Screen filler is a blocking agent that when dry prevents ink from passing through the mesh screen. This substance needs to only be applied in thin coats and has a quick dry time, after which it becomes hard and solid. Screen filler works as a wonderful touch up agent when holes or eroded spots are found in photo emulsion, but when left dry can also leave unwanted blocked spots. It is also applied over dried drawing fluid to form the negative portions of the images for which the drawing fluid is the positive. It is a very easy substance to use that can be brushed or squeegeed onto the screen. Oil cleaning products are most often used to get dry screen filler out of the screen, but the efficient way to clean the screen in to spray it with Grease Lightning, let it soak until all the suds are gone, and then wash it out with a pressure washer.
Drawing fluid is used for a positive screen printing technique and is very easy to clean. This thick, blue liquid is brushed onto the portion of the screen through which one wants the ink to pass. When dry and hard to the touch, screen filler is squeegeed over the mesh and drawing fluid. Once the screen filler is dry, the drawing fluid can simply be washed out with water leaving open mesh and screen filler, thus, forming the stencil. This technique is great for those doing reductive printing of a simple image as the screen filler when used this way does not need to be cleaned off with each new color.
Photo emulsion by far creates the most detailed screen prints out of all the stenciling techniques. It is a light sensitive agent that becomes hard when exposed to light. The emulsion is applied to the screen in a dark room in a thin and even layer. After the emulsion dries, a transparent film that has the opaque portions of the desired image is placed backwards onto the back side of the screen (the side in which the mesh is at the same level as the frame) and it is held down by a clean plate of glass. The screen with the film and glass is exposed to light, which depending on the type of photo emulsion used requires a certain wattage and exposure time. This is most often done with a full size exposure unit, but hanging three or four light bulbs is also feasible for those on a low budget. After the recommended exposure time, the screen is then rinsed with the portion of the emulsion exposed to light hardened and the portion covered by the opaque areas of the film washed out, leaving behind a stencil. Once prints are complete, the emulsion can be cleaned off by soaking the screen in bleach or using emulsion removal products. This technique is the most frequently used compared to others due to its efficiency and the detail it can achieve, especially with thin lines, text and half tones.

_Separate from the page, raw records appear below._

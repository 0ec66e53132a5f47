//! Database migration management
//!
//! This module creates and updates the SQLite schema that backs the document
//! store: one table per collection, JSON bodies, expression indexes on the
//! fields the service filters and sorts by.

use rusqlite::Connection;

use crate::storage::StorageError;

/// Current database schema version
///
/// Increment this when you add new migrations
const CURRENT_VERSION: i32 = 1;

/// Initialize the database schema
///
/// Creates the version table, then runs every migration newer than the
/// recorded version inside one transaction.
pub fn initialize_database(conn: &Connection) -> Result<(), StorageError> {
    conn.execute(
        "CREATE TABLE IF NOT EXISTS schema_version (
            version INTEGER PRIMARY KEY
        )",
        [],
    )?;

    let current_version = get_current_version(conn)?;

    if current_version < CURRENT_VERSION {
        let tx = conn.unchecked_transaction()?;
        run_migrations(&tx, current_version)?;
        set_version(&tx, CURRENT_VERSION)?;
        tx.commit()?;
    } else if current_version > CURRENT_VERSION {
        return Err(StorageError::Migration(format!(
            "database schema version {} is newer than supported version {}",
            current_version, CURRENT_VERSION
        )));
    }

    Ok(())
}

/// Get the current database schema version
fn get_current_version(conn: &Connection) -> Result<i32, StorageError> {
    let version = conn
        .query_row("SELECT version FROM schema_version LIMIT 1", [], |row| {
            row.get::<_, i32>(0)
        })
        .unwrap_or(0); // No version row yet means a fresh database

    Ok(version)
}

/// Set the database schema version
fn set_version(conn: &Connection, version: i32) -> Result<(), StorageError> {
    conn.execute("DELETE FROM schema_version", [])?;
    conn.execute("INSERT INTO schema_version (version) VALUES (?1)", [version])?;
    Ok(())
}

/// Run database migrations from the current version to the latest
fn run_migrations(conn: &Connection, from_version: i32) -> Result<(), StorageError> {
    if from_version < 1 {
        migration_v1(conn)?;
    }

    Ok(())
}

/// Migration to version 1: the habit collection
fn migration_v1(conn: &Connection) -> Result<(), StorageError> {
    conn.execute(
        "CREATE TABLE IF NOT EXISTS habit_cards (
            id TEXT PRIMARY KEY,
            body TEXT NOT NULL CHECK (json_valid(body))
        )",
        [],
    )
    .map_err(|e| StorageError::Migration(format!("failed to create habit_cards: {}", e)))?;

    create_indexes_v1(conn)?;

    tracing::info!("Applied migration v1: created habit_cards collection");
    Ok(())
}

/// Create database indexes for version 1
fn create_indexes_v1(conn: &Connection) -> Result<(), StorageError> {
    // Every listing sorts newest first
    conn.execute(
        "CREATE INDEX IF NOT EXISTS idx_habit_cards_created_at
         ON habit_cards (json_extract(body, '$.createdAt'))",
        [],
    )?;

    // "My habits"
    conn.execute(
        "CREATE INDEX IF NOT EXISTS idx_habit_cards_creator_email
         ON habit_cards (json_extract(body, '$.creator.email'))",
        [],
    )?;

    tracing::debug!("Created database indexes for v1");
    Ok(())
}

Different manufacturers sell them in different varieties, but these films are first cut and then applied to the mesh screen to make the stencil. Using and X-Acto knife, the film is cut to form the desired positives and negatives of an image and is then adhered to the screen. Depending on the brand and type of film, some can be adhered to the screen sing water while others require adhering liquid or have adhesive built in on the other side of the film. The type of film also dictates the types of ink that can be applied and the types of solvents that can be used to remove it. For instance, film that adheres with water cannot be used with water soluble inks. The advantages of this relatively new stenciling technique are its durability under the press and how little it is affected by temperature.